No puedo más; no quiero más. La arena me entrecorta la respiración y me raspa la garganta; mi piel es tan solo un espejo árido que refleja el entorno desértico de alguien que se perdió hace mucho y, sin embargo, no lo sabe; mis labios se deshacen en capas y capas de gris dermis muerta, irrecuperables las encías negras, el veneno se apodera de la carne y la pudre desde adentro; llega a mis dientes, ya he perdido un colmillo, y los incisivos tiemblan impacientemente, resquebrajándose y cayendo trozo por trozo sobre las olas de arena implacable; los ojos de este rostro arrugado y gris, bosque torturado por las flamas y abandonado por las nubes terribles del humo de la destrucción, rojos perturbados por arroyos estrechos de sangre que desbordan y enceguecen la retina miel; el sol ignora mi miseria sentado sobre su trono cósmico, rotando hacia la izquierda buscando una tragedia mayor que presenciar, un espectáculo más gratificante, que quemar la piel de alguien porfiado que pretende desgarrarse de las ataduras del destino. El sol se unifica cómplice con las montañas de arena para ampollarme los pies descalzos, que hace mucho abandonaron sus armaduras de tela sucia; al menos entre las colinas empinadas, se volvieron oro.

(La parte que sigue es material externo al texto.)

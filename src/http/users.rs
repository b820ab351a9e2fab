use axum::extract::State;
use axum::Json;
use serde_json::Value;
use uuid::Uuid;

use super::extract::{ActingUser, PathParam, QueryParams, ValidatedJson};
use super::{data, message, AppState};
use crate::domain::aggregates::user::require_admin;
use crate::domain::{NewUser, UpdateUser, User, UserFilter, UserSubscription, UserSubscriptionFilter};
use crate::pagination::{Page, PageParams};
use crate::store::{SubscriptionRepository, UserRepository};
use crate::{Error, ErrorKind, Result};

/// Loads the acting user; an id that matches no live user is Unauthenticated.
async fn actor(s: &AppState, ActingUser(id): ActingUser) -> Result<Option<User>> {
    let Some(id) = id else { return Ok(None) };
    match s.store.get_user(id).await {
        Ok(user) => Ok(Some(user)),
        Err(e) if e.kind() == ErrorKind::NotFound => Err(Error::unauthenticated("unknown acting user")),
        Err(e) => Err(e),
    }
}

/// Anyone may register. Creating an admin needs an acting admin once the first admin exists.
pub async fn create_user(
    State(s): State<AppState>,
    acting: ActingUser,
    ValidatedJson(body): ValidatedJson<NewUser>,
) -> Result<Json<Value>> {
    if body.is_admin {
        let admins = s.store.list_users(&UserFilter::admins(), PageParams::new(1, 1)).await?;
        if admins.pagination.total > 0 {
            require_admin("is_admin", actor(&s, acting).await?.as_ref())?;
        }
    }
    Ok(data(s.store.create_user(body).await?))
}

pub async fn get_user(State(s): State<AppState>, PathParam(id): PathParam<Uuid>) -> Result<Json<Value>> {
    Ok(data(s.store.get_user(id).await?))
}

pub async fn list_users(
    State(s): State<AppState>,
    QueryParams(page): QueryParams<PageParams>,
    QueryParams(filter): QueryParams<UserFilter>,
) -> Result<Json<Page<User>>> {
    Ok(Json(s.store.list_users(&filter, page).await?))
}

pub async fn update_user(
    State(s): State<AppState>,
    PathParam(id): PathParam<Uuid>,
    acting: ActingUser,
    ValidatedJson(update): ValidatedJson<UpdateUser>,
) -> Result<Json<Value>> {
    if update.admin_field().is_some() {
        update.authorize(actor(&s, acting).await?.as_ref())?;
    }
    Ok(data(s.store.update_user(id, update).await?))
}

pub async fn delete_user(State(s): State<AppState>, PathParam(id): PathParam<Uuid>) -> Result<Json<Value>> {
    s.store.delete_user(id).await?;
    Ok(message("User deleted successfully"))
}

pub async fn list_user_subscriptions_for(
    State(s): State<AppState>,
    PathParam(id): PathParam<Uuid>,
    QueryParams(page): QueryParams<PageParams>,
) -> Result<Json<Page<UserSubscription>>> {
    s.store.get_user(id).await?;
    let filter = UserSubscriptionFilter { user_id: Some(id), ..Default::default() };
    Ok(Json(s.store.list_user_subscriptions(&filter, page).await?))
}
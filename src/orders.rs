//! Order placement.
//!
//! [`OrderCoordinator::place_order`] turns a [`PlaceOrder`] command into a persisted
//! order in a single transaction: every line is priced against the catalog, stock is
//! reserved, subscription lines get their own subscription template and enrollment,
//! and the order with its items is written. Any failure rolls the whole unit back.

use std::sync::Arc;
use std::time::Duration;

use chrono::Utc;
use tracing::{error, info, instrument, warn};
use uuid::Uuid;

use crate::domain::{
    DayOfWeek, LineRequest, Money, NewOrder, NewOrderItem, NewSubscription, NewUserSubscription, Order, OrderEvent,
    PlaceOrder,
};
use crate::store::{CatalogStore, OrderRepository, OrderWriter, Store, SubscriptionStore, Transaction};
use crate::{Error, Result};

/// A line after pricing, kept in request order.
#[derive(Debug)]
struct PricedLine {
    line: LineRequest,
    amount: Money,
    subscription: Option<NewSubscription>,
}

pub struct OrderCoordinator {
    store: Arc<dyn Store>,
    events: Option<async_nats::Client>,
    timeout: Duration,
}

impl OrderCoordinator {
    pub fn new(store: Arc<dyn Store>, timeout: Duration) -> Self {
        Self { store, events: None, timeout }
    }

    /// Publishes `orders.placed` after each successful commit.
    pub fn with_events(mut self, client: async_nats::Client) -> Self {
        self.events = Some(client);
        self
    }

    #[instrument(skip(self, request), fields(customer = %request.user_name, lines = request.lines.len()), err(Display))]
    pub async fn place_order(&self, request: PlaceOrder) -> Result<Order> {
        check_request(&request)?;

        // The deadline covers the reads and writes; once staged, the commit runs to completion.
        let (tx, order_id) = match tokio::time::timeout(self.timeout, self.stage(request)).await {
            Ok(staged) => staged?,
            Err(_) => {
                error!(timeout = ?self.timeout, "order transaction timed out, rolled back");
                return Err(Error::internal("order transaction timed out"));
            }
        };
        tx.commit().await?;

        let order = self.store.get_order(order_id).await?;
        info!(order_id = %order.id, total = %order.total_amount, items = order.items.len(), "order placed");
        self.publish(&order).await;
        Ok(order)
    }

    /// Opens a transaction and performs every write of the order, leaving it uncommitted.
    async fn stage(&self, request: PlaceOrder) -> Result<(Box<dyn Transaction>, Uuid)> {
        let mut tx = self.store.begin().await?;
        match place_within(tx.as_mut(), request).await {
            Ok(order_id) => Ok((tx, order_id)),
            Err(err) => {
                if let Err(rollback_err) = tx.rollback().await {
                    error!(error = %rollback_err, "rollback failed");
                }
                Err(err)
            }
        }
    }

    async fn publish(&self, order: &Order) {
        let Some(client) = &self.events else { return };
        let event = OrderEvent::placed(order);
        let payload = match serde_json::to_vec(&event) {
            Ok(payload) => payload,
            Err(e) => {
                warn!(error = %e, "could not encode order event");
                return;
            }
        };
        if let Err(e) = client.publish(event.subject().to_string(), payload.into()).await {
            warn!(order_id = %order.id, error = %e, "could not publish order event");
        }
    }
}

/// Request-shape rules checked before any store access.
fn check_request(request: &PlaceOrder) -> Result<()> {
    if request.user_phone_number.trim().is_empty() {
        return Err(Error::invalid_argument("user_phone_number is required"));
    }
    if request.lines.is_empty() {
        return Err(Error::invalid_argument("an order needs at least one item"));
    }
    for (position, line) in request.lines.iter().enumerate() {
        if line.payment.frequency().is_some_and(|f| f.trim().is_empty()) {
            return Err(Error::invalid_argument(format!("item {position}: frequency is required for subscription items")));
        }
    }
    Ok(())
}

async fn place_within(tx: &mut dyn Transaction, request: PlaceOrder) -> Result<Uuid> {
    let PlaceOrder {
        user_name,
        user_phone_number,
        payment_status,
        status,
        delivery_date,
        time_slot,
        shipping_address,
        by_admin,
        lines,
    } = request;

    let now = Utc::now();
    let mut priced: Vec<PricedLine> = Vec::with_capacity(lines.len());
    for (position, line) in lines.into_iter().enumerate() {
        let product = tx.get_product(line.product_id).await?;

        let unit_price = match line.stem_id {
            Some(stem_id) => match product.stem(stem_id) {
                Some(stem) => stem.price,
                None => {
                    // NotFound when the stem does not exist at all.
                    tx.get_stem(stem_id).await?;
                    return Err(Error::invalid_argument(format!(
                        "item {position}: stem {stem_id} does not belong to product {}",
                        product.id
                    )));
                }
            },
            None => product.price,
        };

        let remaining = line.quantity.deduct_from(product.stock_quantity).ok_or_else(|| {
            warn!(product_id = %product.id, stock = product.stock_quantity, requested = line.quantity.value(), "insufficient stock");
            Error::invalid_argument(format!(
                "insufficient stock for product {}: {} available, {} requested",
                product.name,
                product.stock_quantity,
                line.quantity.value()
            ))
        })?;

        let amount = unit_price.times(line.quantity).to_currency_precision();
        if !amount.matches(&line.client_amount) {
            warn!(product_id = %product.id, expected = %amount, got = %line.client_amount, "amount mismatch");
            return Err(Error::invalid_argument(format!(
                "item {position}: amount mismatch, expected {amount}, got {}",
                line.client_amount
            )));
        }

        tx.update_stock(product.id, remaining).await?;

        let subscription = line
            .payment
            .frequency()
            .map(|_| NewSubscription::for_order_line(&user_name, &product, line.stem_id, line.quantity, amount, now));
        priced.push(PricedLine { line, amount, subscription });
    }

    let total_amount: Money = priced.iter().map(|p| p.amount).sum();
    let order_id = tx
        .create_order(NewOrder {
            user_name,
            user_phone_number,
            payment_status,
            status,
            delivery_date,
            time_slot,
            shipping_address,
            total_amount,
            by_admin,
        })
        .await?;

    let day_of_week = DayOfWeek::from_date(delivery_date);
    for p in priced.iter_mut() {
        let (Some(mut template), Some(frequency)) = (p.subscription.take(), p.line.payment.frequency()) else {
            continue;
        };
        template.parent_order_id = Some(order_id);
        let subscription_id = tx.create_subscription(template).await?;
        tx.create_user_subscription(NewUserSubscription::for_order_line(subscription_id, day_of_week, frequency, now))
            .await?;
    }

    for p in priced {
        tx.create_order_item(NewOrderItem {
            order_id,
            product_id: p.line.product_id,
            stem_id: p.line.stem_id,
            payment_method: p.line.payment.method(),
            frequency: p.line.payment.frequency().map(str::to_string),
            quantity: p.line.quantity,
            amount: p.amount,
        })
        .await?;
    }

    Ok(order_id)
}

#[cfg(test)]
mod tests {
    use super::*;
    use crate::domain::{LinePayment, NewProduct, Quantity};
    use crate::store::{MemoryStore, ProductRepository};
    use chrono::NaiveDate;
    use rust_decimal::Decimal;

    fn request(lines: Vec<LineRequest>) -> PlaceOrder {
        PlaceOrder {
            user_name: "Ada".into(),
            user_phone_number: "0803".into(),
            payment_status: false,
            status: "pending".into(),
            delivery_date: NaiveDate::from_ymd_opt(2024, 6, 5).unwrap(),
            time_slot: "morning".into(),
            shipping_address: None,
            by_admin: false,
            lines,
        }
    }

    fn line(payment: LinePayment) -> LineRequest {
        LineRequest {
            product_id: Uuid::now_v7(),
            stem_id: None,
            payment,
            quantity: Quantity::new(1).unwrap(),
            client_amount: Money::new(Decimal::new(10, 0)),
        }
    }

    #[test]
    fn test_check_request_rules() {
        assert!(check_request(&request(vec![line(LinePayment::Normal)])).is_ok());
        assert!(check_request(&request(vec![])).is_err());

        let mut no_phone = request(vec![line(LinePayment::Normal)]);
        no_phone.user_phone_number = "  ".into();
        assert!(check_request(&no_phone).is_err());

        let blank = line(LinePayment::Subscription { frequency: " ".into() });
        assert!(check_request(&request(vec![blank])).is_err());
    }

    #[tokio::test]
    async fn test_commit_outlasting_the_deadline_still_lands() {
        let store = Arc::new(MemoryStore::with_commit_delay(Duration::from_millis(300)));
        let product: NewProduct =
            serde_json::from_value(serde_json::json!({ "name": "Tulips", "price": 10, "stock_quantity": 4 })).unwrap();
        let product = store.create_product(product).await.unwrap();
        let coordinator = OrderCoordinator::new(store.clone(), Duration::from_millis(100));

        let mut wanted = line(LinePayment::Normal);
        wanted.product_id = product.id;
        let order = coordinator.place_order(request(vec![wanted])).await.unwrap();

        assert_eq!(order.items.len(), 1);
        assert_eq!(ProductRepository::get_product(store.as_ref(), product.id).await.unwrap().stock_quantity, 3);
    }
}
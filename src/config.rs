//! Runtime configuration loaded from the environment (and `.env` when present).

use std::env;
use std::time::Duration;

use crate::{Error, Result};

pub const DEFAULT_PAYSTACK_BASE_URL: &str = "https://api.paystack.co";

#[derive(Debug, Clone)]
pub struct Config {
    pub database_url: String,
    pub port: u16,
    pub db_max_connections: u32,
    /// Allowed CORS origin. `None` means permissive CORS.
    pub frontend_url: Option<String>,
    pub paystack_secret_key: String,
    pub paystack_callback_url: String,
    pub paystack_base_url: String,
    pub nats_url: Option<String>,
    pub order_tx_timeout: Duration,
}

impl Config {
    pub fn from_env() -> Result<Self> {
        dotenvy::dotenv().ok();

        let config = Self {
            database_url: required("DATABASE_URL")?,
            port: parsed("PORT", 8083)?,
            db_max_connections: parsed("DB_MAX_CONNECTIONS", 10)?,
            frontend_url: optional("FRONTEND_URL"),
            paystack_secret_key: required("PAYSTACK_SECRET_KEY")?,
            paystack_callback_url: optional("PAYSTACK_CALLBACK_URL").unwrap_or_default(),
            paystack_base_url: optional("PAYSTACK_BASE_URL").unwrap_or_else(|| DEFAULT_PAYSTACK_BASE_URL.to_string()),
            nats_url: optional("NATS_URL"),
            order_tx_timeout: Duration::from_secs(parsed("ORDER_TX_TIMEOUT_SECS", 10)?),
        };

        tracing::info!(port = config.port, nats = config.nats_url.is_some(), "configuration loaded");
        Ok(config)
    }
}

fn optional(name: &str) -> Option<String> {
    env::var(name).ok().filter(|value| !value.trim().is_empty())
}

fn required(name: &str) -> Result<String> {
    optional(name).ok_or_else(|| Error::invalid_argument(format!("missing environment variable {name}")))
}

fn parsed<T: std::str::FromStr>(name: &str, default: T) -> Result<T>
where
    T::Err: std::fmt::Display,
{
    match optional(name) {
        Some(raw) => raw
            .parse()
            .map_err(|e| Error::invalid_argument(format!("invalid {name} value {raw:?}: {e}"))),
        None => Ok(default),
    }
}
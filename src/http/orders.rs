use axum::extract::State;
use axum::Json;
use chrono::NaiveDate;
use serde::Deserialize;
use serde_json::Value;
use uuid::Uuid;
use validator::Validate;

use super::extract::{PathParam, QueryParams, ValidatedJson};
use super::{data, message, AppState};
use crate::domain::{LinePayment, LineRequest, Money, Order, OrderFilter, PaymentMethod, PlaceOrder, Quantity, UpdateOrder};
use crate::pagination::{Page, PageParams};
use crate::store::OrderRepository;
use crate::{Error, Result};

#[derive(Debug, Deserialize, Validate)]
pub struct CreateOrderBody {
    #[validate(length(min = 1))]
    pub user_name: String,
    #[validate(length(min = 1))]
    pub user_phone_number: String,
    #[serde(default)]
    pub payment_status: bool,
    #[serde(default = "pending")]
    pub status: String,
    pub delivery_date: NaiveDate,
    #[serde(default)]
    pub time_slot: String,
    pub shipping_address: Option<String>,
    #[serde(default)]
    pub by_admin: bool,
    pub items: Vec<OrderItemBody>,
}

#[derive(Debug, Deserialize)]
pub struct OrderItemBody {
    pub product_id: Uuid,
    pub stem_id: Option<Uuid>,
    pub payment_method: PaymentMethod,
    pub frequency: Option<String>,
    pub quantity: i64,
    pub amount: Money,
}

fn pending() -> String { "pending".to_string() }

impl TryFrom<CreateOrderBody> for PlaceOrder {
    type Error = Error;

    fn try_from(body: CreateOrderBody) -> Result<Self> {
        let lines = body
            .items
            .into_iter()
            .enumerate()
            .map(|(position, item)| {
                let quantity = Quantity::new(item.quantity)
                    .map_err(|e| Error::invalid_argument(format!("item {position}: {e}")))?;
                let payment = match item.payment_method {
                    PaymentMethod::Normal => LinePayment::Normal,
                    PaymentMethod::Subscription => match item.frequency {
                        Some(frequency) if !frequency.trim().is_empty() => LinePayment::Subscription { frequency },
                        _ => {
                            return Err(Error::invalid_argument(format!(
                                "item {position}: frequency is required for subscription items"
                            )))
                        }
                    },
                };
                Ok(LineRequest {
                    product_id: item.product_id,
                    stem_id: item.stem_id,
                    payment,
                    quantity,
                    client_amount: item.amount,
                })
            })
            .collect::<Result<Vec<_>>>()?;

        Ok(PlaceOrder {
            user_name: body.user_name,
            user_phone_number: body.user_phone_number,
            payment_status: body.payment_status,
            status: body.status,
            delivery_date: body.delivery_date,
            time_slot: body.time_slot,
            shipping_address: body.shipping_address,
            by_admin: body.by_admin,
            lines,
        })
    }
}

pub async fn create_order(State(s): State<AppState>, ValidatedJson(body): ValidatedJson<CreateOrderBody>) -> Result<Json<Value>> {
    let order = s.orders.place_order(PlaceOrder::try_from(body)?).await?;
    Ok(data(order))
}

pub async fn get_order(State(s): State<AppState>, PathParam(id): PathParam<Uuid>) -> Result<Json<Value>> {
    Ok(data(s.store.get_order(id).await?))
}

pub async fn list_orders(
    State(s): State<AppState>,
    QueryParams(page): QueryParams<PageParams>,
    QueryParams(filter): QueryParams<OrderFilter>,
) -> Result<Json<Page<Order>>> {
    Ok(Json(s.store.list_orders(&filter, page).await?))
}

pub async fn update_order(
    State(s): State<AppState>,
    PathParam(id): PathParam<Uuid>,
    ValidatedJson(update): ValidatedJson<UpdateOrder>,
) -> Result<Json<Value>> {
    Ok(data(s.store.update_order(id, update).await?))
}

pub async fn delete_order(State(s): State<AppState>, PathParam(id): PathParam<Uuid>) -> Result<Json<Value>> {
    s.store.delete_order(id).await?;
    Ok(message("Order deleted successfully"))
}

#[cfg(test)]
mod tests {
    use super::*;

    fn body(items: serde_json::Value) -> CreateOrderBody {
        serde_json::from_value(serde_json::json!({
            "user_name": "Ada",
            "user_phone_number": "0803",
            "delivery_date": "2024-06-05",
            "time_slot": "9am-12pm",
            "items": items,
        }))
        .unwrap()
    }

    #[test]
    fn test_subscription_item_without_frequency_is_rejected() {
        let items = serde_json::json!([{
            "product_id": Uuid::now_v7(), "payment_method": "subscription", "quantity": 1, "amount": 10
        }]);
        let err = PlaceOrder::try_from(body(items)).unwrap_err();
        assert_eq!(err.kind(), crate::ErrorKind::InvalidArgument);
        assert!(err.message().contains("frequency"));
    }

    #[test]
    fn test_zero_quantity_is_rejected() {
        let items = serde_json::json!([{
            "product_id": Uuid::now_v7(), "payment_method": "normal", "quantity": 0, "amount": 0
        }]);
        assert!(PlaceOrder::try_from(body(items)).is_err());
    }

    #[test]
    fn test_normal_item_drops_frequency() {
        let items = serde_json::json!([{
            "product_id": Uuid::now_v7(), "payment_method": "normal", "frequency": "weekly", "quantity": 2, "amount": "20.00"
        }]);
        let order = PlaceOrder::try_from(body(items)).unwrap();
        assert_eq!(order.status, "pending");
        assert_eq!(order.lines[0].payment, LinePayment::Normal);
    }
}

No me pregunto donde estoy pues no lo sabré nunca. Ni siquiera me molesto en preguntarme quién es él pues no lo sabré jamás. Mis energías se concentran en no dejar que aquella aguja que me corta el pulmón me impida ver más la vida. Mi voluntad está signada en no dejar que él me alcance y ahí viene. Y ahí llega. Sobre su máquina, engranajes, tornillos y tuercas; grasa, naftalina y lujuria. Ay pero no puedo, el calor me pesa, mis pies torturados me lloran basta.
¡QUIERO VERTE!
¿Cómo pude olvidar que soy parte del polvo?.